**Problem:** In the records below, begin at the line containing "fn initialise() ->" and end at the line containing "impl std::fmt::Debug for Runtime"; quote every line in that span exactly, including both boundary lines, and no others.

** Opening Exercise material block **

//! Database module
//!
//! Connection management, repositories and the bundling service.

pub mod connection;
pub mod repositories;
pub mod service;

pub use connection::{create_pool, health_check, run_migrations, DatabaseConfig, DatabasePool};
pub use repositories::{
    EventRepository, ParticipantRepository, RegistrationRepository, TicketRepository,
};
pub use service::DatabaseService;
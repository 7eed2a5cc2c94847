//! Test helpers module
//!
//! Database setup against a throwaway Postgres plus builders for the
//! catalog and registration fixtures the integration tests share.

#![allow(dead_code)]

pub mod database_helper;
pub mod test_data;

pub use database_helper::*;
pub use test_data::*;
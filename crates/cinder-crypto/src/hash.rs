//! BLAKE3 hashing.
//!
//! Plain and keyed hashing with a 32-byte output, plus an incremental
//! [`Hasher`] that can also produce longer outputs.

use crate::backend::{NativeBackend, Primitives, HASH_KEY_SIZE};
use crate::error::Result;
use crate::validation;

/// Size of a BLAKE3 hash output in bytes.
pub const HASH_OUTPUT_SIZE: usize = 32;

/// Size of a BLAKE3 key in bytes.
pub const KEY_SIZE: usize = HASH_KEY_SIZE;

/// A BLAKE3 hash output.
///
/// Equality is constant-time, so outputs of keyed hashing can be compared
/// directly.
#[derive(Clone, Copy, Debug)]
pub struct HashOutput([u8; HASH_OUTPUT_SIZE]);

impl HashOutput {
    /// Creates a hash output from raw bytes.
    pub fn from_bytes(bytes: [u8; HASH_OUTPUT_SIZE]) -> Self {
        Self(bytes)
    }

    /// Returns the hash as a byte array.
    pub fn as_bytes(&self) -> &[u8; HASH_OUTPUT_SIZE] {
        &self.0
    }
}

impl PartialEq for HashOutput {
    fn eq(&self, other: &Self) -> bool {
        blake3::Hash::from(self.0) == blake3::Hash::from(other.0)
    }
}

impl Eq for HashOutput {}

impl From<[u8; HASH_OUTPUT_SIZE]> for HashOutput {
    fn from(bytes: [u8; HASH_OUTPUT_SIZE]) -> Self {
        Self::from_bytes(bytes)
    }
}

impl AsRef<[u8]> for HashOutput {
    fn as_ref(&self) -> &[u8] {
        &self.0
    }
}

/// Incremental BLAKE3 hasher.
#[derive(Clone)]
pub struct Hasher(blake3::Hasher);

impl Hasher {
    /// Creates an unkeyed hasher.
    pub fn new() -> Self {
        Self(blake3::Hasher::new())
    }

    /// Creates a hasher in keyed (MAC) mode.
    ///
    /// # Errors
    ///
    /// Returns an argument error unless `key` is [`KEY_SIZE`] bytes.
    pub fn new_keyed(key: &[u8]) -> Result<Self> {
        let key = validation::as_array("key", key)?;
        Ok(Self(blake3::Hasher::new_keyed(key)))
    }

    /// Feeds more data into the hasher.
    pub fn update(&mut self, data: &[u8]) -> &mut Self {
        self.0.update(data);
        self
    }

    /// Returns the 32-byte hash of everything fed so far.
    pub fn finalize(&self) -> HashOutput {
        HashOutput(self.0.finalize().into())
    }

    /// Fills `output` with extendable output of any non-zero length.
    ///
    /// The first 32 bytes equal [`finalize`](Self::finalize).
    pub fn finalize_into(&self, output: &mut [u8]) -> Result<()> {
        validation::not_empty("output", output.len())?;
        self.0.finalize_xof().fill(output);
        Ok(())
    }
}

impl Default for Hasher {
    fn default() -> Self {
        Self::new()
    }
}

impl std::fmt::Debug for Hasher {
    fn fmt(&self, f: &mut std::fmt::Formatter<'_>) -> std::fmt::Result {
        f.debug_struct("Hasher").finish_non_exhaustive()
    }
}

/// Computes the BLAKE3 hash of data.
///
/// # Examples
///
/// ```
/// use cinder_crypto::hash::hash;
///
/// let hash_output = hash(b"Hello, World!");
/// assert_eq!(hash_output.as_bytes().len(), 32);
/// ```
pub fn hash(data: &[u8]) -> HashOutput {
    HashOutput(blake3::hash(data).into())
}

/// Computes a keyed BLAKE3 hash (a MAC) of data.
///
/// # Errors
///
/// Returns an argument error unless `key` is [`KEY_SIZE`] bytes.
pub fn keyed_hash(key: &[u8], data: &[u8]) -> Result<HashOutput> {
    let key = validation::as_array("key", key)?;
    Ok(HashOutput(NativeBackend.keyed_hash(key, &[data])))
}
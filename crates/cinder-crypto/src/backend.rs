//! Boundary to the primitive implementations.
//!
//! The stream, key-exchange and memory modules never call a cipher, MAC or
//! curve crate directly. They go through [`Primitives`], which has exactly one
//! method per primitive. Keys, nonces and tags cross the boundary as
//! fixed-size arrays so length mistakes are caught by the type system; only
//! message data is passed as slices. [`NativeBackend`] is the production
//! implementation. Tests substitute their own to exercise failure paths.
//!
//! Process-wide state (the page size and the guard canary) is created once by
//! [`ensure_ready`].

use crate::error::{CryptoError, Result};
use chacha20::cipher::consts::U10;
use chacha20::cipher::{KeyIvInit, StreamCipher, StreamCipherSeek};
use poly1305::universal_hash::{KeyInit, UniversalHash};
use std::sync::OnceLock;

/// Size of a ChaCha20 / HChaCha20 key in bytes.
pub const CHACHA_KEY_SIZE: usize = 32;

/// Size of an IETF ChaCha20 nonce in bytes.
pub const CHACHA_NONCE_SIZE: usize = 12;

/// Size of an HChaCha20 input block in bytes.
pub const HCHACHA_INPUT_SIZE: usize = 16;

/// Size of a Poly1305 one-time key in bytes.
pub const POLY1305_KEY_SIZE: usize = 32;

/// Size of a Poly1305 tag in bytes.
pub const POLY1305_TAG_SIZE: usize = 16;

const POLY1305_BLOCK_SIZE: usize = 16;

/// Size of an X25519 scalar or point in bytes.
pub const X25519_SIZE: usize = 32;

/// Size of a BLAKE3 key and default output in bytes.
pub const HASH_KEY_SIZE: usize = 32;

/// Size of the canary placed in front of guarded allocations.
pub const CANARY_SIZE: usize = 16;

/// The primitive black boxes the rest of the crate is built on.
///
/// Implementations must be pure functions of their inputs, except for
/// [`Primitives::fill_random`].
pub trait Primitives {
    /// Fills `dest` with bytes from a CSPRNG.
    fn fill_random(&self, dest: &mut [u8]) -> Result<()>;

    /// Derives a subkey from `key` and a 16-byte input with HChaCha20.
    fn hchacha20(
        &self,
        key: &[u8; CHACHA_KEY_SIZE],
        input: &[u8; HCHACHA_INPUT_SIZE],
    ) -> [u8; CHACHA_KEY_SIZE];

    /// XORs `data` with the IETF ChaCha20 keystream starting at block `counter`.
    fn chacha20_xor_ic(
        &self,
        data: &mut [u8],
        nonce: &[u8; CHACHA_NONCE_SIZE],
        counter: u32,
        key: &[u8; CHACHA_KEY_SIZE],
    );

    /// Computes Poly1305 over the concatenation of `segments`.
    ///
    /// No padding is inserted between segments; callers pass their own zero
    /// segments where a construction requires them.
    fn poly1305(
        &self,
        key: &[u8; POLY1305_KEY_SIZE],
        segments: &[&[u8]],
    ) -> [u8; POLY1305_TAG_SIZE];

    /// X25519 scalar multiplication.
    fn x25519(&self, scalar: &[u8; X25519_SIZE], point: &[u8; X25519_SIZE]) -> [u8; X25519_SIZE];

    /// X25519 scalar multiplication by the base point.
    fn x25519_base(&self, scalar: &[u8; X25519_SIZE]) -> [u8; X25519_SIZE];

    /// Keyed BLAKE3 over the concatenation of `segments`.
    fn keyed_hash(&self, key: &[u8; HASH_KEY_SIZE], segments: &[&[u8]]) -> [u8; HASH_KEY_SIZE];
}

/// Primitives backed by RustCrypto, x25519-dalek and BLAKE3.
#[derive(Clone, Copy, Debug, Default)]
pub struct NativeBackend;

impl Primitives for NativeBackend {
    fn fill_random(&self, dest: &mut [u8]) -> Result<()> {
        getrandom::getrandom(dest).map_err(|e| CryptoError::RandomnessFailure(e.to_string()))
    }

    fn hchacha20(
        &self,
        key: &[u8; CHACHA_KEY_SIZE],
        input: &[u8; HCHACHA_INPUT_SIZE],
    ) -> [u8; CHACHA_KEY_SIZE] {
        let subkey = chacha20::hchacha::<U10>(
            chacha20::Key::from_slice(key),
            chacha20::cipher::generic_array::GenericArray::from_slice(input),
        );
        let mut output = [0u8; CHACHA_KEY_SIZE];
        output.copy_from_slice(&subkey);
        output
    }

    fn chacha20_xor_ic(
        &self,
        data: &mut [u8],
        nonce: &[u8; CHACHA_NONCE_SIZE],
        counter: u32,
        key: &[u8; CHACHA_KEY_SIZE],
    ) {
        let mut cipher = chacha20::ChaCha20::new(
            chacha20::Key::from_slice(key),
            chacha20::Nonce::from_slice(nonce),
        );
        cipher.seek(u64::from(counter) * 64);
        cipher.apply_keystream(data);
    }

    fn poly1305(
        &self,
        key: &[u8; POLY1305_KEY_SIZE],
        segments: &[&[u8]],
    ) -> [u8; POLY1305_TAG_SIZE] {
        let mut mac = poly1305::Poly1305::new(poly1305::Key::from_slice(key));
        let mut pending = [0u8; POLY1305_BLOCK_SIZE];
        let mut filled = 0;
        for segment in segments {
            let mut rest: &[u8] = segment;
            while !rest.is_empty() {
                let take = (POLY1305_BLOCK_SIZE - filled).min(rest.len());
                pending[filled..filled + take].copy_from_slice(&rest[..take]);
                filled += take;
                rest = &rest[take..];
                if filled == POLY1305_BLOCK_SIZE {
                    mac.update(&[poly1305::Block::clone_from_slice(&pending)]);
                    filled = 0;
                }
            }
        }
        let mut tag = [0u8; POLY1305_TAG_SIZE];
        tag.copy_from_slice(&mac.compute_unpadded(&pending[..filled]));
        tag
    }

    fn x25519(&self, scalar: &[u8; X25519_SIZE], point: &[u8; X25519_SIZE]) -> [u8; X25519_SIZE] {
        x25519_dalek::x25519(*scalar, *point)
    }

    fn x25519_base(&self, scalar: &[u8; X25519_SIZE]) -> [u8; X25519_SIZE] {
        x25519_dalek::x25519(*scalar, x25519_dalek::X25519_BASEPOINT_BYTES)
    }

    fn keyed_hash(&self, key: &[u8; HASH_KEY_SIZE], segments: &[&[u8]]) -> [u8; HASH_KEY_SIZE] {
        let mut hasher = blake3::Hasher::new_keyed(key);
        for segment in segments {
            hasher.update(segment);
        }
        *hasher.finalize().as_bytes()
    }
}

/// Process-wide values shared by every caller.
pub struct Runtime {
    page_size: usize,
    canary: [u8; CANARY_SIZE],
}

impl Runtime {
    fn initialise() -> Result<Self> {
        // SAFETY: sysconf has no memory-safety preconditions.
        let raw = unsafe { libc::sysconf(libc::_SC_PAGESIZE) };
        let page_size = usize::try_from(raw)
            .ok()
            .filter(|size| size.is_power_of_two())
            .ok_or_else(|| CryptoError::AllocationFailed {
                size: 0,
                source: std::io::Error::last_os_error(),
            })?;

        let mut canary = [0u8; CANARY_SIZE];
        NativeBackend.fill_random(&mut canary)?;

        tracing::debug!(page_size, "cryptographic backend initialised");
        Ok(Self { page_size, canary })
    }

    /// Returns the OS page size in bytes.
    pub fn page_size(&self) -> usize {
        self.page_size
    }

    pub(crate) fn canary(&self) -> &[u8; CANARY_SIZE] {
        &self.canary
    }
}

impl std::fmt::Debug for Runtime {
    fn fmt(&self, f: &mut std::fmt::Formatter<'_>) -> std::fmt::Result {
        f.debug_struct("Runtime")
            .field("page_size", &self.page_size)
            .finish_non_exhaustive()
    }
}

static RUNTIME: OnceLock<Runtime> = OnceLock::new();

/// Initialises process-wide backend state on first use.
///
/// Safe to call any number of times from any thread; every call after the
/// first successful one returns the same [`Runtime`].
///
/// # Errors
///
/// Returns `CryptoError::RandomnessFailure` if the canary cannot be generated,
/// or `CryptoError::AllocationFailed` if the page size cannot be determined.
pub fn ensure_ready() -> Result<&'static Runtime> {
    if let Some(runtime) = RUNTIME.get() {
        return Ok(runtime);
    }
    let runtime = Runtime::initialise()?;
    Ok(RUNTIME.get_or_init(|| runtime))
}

** Closing Exercise material block **

**Solution:**
    fn initialise() -> Result<Self> {
        // SAFETY: sysconf has no memory-safety preconditions.
        let raw = unsafe { libc::sysconf(libc::_SC_PAGESIZE) };
        let page_size = usize::try_from(raw)
            .ok()
            .filter(|size| size.is_power_of_two())
            .ok_or_else(|| CryptoError::AllocationFailed {
                size: 0,
                source: std::io::Error::last_os_error(),
            })?;

        let mut canary = [0u8; CANARY_SIZE];
        NativeBackend.fill_random(&mut canary)?;

        tracing::debug!(page_size, "cryptographic backend initialised");
        Ok(Self { page_size, canary })
    }

    /// Returns the OS page size in bytes.
    pub fn page_size(&self) -> usize {
        self.page_size
    }

    pub(crate) fn canary(&self) -> &[u8; CANARY_SIZE] {
        &self.canary
    }
}

impl std::fmt::Debug for Runtime {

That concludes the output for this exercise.